━━ PROVIDED DATA

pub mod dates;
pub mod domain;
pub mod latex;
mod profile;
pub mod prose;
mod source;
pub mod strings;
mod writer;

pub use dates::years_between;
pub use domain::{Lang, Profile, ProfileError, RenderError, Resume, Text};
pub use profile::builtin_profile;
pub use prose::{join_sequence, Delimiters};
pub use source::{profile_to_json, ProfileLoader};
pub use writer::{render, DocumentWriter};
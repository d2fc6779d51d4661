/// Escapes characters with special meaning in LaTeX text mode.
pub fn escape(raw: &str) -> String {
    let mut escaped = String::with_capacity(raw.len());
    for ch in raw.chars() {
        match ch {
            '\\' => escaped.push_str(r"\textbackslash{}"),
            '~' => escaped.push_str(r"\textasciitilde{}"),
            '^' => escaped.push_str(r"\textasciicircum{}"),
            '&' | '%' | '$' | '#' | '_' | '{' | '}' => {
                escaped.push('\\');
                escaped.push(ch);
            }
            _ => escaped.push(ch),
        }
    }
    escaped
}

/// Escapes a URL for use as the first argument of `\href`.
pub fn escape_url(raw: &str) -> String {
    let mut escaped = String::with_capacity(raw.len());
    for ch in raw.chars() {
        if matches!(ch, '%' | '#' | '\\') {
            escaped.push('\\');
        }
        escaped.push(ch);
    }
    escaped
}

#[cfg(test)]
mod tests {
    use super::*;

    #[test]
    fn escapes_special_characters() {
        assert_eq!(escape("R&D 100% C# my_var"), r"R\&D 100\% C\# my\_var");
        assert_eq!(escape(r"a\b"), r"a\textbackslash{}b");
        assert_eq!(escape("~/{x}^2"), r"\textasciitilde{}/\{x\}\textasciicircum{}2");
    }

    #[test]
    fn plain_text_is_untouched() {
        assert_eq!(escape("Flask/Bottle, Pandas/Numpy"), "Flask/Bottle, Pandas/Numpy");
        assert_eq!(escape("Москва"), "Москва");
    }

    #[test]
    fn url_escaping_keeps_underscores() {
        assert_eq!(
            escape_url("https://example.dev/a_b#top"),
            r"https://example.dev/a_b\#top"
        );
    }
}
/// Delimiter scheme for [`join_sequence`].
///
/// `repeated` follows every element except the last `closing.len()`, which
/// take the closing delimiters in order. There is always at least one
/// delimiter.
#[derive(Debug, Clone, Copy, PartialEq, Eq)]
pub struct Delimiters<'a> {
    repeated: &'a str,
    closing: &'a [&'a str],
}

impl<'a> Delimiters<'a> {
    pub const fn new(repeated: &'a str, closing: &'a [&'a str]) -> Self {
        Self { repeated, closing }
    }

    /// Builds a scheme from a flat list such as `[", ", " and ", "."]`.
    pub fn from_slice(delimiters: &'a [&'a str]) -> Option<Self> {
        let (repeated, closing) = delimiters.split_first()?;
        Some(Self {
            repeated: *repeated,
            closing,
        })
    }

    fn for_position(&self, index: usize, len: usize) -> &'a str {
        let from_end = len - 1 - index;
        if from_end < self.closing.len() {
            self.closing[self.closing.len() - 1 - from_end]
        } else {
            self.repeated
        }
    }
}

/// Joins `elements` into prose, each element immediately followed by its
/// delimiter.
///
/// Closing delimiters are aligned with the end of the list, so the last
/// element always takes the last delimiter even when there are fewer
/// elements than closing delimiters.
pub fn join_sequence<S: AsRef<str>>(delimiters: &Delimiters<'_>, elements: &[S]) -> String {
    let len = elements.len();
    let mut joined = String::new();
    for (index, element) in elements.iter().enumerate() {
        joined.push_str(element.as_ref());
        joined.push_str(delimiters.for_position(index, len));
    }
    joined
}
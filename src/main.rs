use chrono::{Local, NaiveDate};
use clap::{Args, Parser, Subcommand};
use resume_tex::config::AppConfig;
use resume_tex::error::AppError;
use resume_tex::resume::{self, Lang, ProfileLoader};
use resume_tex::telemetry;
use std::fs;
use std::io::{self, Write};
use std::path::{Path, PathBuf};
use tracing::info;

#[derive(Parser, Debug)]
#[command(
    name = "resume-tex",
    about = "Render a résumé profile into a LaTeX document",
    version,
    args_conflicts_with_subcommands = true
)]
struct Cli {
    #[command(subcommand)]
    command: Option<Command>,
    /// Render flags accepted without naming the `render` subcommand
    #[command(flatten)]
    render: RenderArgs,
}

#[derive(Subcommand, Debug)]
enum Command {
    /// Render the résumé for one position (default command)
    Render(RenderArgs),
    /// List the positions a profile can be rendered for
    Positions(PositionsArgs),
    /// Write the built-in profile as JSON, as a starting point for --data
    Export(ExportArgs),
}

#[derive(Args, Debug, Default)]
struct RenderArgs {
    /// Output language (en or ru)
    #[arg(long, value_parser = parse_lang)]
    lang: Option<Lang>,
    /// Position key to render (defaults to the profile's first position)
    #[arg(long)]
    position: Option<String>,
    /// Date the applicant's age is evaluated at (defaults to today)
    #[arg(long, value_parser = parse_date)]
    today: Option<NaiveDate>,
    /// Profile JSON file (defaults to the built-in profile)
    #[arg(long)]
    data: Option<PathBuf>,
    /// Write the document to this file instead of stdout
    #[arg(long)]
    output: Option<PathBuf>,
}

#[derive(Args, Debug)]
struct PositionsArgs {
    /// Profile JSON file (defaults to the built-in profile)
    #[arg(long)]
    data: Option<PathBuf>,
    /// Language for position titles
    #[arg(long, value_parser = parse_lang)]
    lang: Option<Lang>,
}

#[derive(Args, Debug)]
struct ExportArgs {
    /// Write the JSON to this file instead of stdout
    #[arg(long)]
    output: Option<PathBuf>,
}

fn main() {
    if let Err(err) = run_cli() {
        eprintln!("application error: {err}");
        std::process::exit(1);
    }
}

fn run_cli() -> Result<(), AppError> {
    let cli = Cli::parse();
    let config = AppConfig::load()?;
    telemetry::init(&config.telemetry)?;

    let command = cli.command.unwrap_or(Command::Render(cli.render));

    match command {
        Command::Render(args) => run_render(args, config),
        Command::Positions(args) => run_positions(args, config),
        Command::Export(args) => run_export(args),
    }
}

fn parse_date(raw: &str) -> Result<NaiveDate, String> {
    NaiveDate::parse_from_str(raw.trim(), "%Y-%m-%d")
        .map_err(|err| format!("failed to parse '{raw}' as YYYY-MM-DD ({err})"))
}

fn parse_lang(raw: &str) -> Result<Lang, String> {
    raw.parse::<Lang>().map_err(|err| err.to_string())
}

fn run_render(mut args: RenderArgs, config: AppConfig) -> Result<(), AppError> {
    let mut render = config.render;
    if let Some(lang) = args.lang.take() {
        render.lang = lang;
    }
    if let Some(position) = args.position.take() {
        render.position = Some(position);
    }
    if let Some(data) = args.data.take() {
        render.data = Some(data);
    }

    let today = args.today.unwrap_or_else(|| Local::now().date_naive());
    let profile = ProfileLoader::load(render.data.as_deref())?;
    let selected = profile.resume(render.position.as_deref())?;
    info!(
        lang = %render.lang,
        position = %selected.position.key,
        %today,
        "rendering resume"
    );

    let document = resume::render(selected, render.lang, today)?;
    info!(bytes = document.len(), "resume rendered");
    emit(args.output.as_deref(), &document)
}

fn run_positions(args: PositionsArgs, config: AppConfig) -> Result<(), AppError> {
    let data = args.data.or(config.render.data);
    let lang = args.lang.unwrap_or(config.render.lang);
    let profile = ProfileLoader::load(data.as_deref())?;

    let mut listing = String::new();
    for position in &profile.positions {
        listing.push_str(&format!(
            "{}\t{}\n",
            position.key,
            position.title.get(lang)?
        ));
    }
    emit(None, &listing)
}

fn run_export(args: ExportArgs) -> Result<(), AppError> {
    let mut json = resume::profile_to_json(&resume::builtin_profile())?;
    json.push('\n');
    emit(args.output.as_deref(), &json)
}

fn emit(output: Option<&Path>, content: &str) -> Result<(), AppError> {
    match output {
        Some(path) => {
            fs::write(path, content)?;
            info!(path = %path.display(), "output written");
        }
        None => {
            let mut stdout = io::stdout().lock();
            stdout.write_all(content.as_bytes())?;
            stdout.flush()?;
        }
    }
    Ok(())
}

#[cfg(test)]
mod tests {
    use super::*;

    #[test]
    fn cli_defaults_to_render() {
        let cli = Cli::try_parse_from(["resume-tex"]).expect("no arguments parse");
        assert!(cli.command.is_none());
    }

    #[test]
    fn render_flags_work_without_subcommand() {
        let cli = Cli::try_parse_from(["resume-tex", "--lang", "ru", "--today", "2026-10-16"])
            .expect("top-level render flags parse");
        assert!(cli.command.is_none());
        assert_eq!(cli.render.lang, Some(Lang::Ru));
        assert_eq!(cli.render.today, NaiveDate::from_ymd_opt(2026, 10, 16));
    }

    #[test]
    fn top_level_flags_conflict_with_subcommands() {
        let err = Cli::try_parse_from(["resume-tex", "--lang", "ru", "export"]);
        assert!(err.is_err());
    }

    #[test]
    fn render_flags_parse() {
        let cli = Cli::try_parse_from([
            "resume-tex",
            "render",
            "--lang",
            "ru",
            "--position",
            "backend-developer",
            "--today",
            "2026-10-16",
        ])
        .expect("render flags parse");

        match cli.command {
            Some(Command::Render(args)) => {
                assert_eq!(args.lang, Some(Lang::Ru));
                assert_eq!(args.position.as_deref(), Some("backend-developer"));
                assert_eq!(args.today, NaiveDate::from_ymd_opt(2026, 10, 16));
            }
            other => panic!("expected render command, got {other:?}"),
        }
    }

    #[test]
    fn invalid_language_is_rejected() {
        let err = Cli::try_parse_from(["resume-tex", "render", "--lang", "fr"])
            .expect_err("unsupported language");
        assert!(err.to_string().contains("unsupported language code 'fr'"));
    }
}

━━━━

• _WORK INSTRUCTIONS_:
In the listing above, find the line with "std::process::exit(1);" and the line with "fn parse_date(raw: &str)". Output those two lines and every line between them, exactly as written.

• _TASK RESPONSE_:
        std::process::exit(1);
    }
}

fn run_cli() -> Result<(), AppError> {
    let cli = Cli::parse();
    let config = AppConfig::load()?;
    telemetry::init(&config.telemetry)?;

    let command = cli.command.unwrap_or(Command::Render(cli.render));

    match command {
        Command::Render(args) => run_render(args, config),
        Command::Positions(args) => run_positions(args, config),
        Command::Export(args) => run_export(args),
    }
}

fn parse_date(raw: &str) -> Result<NaiveDate, String> {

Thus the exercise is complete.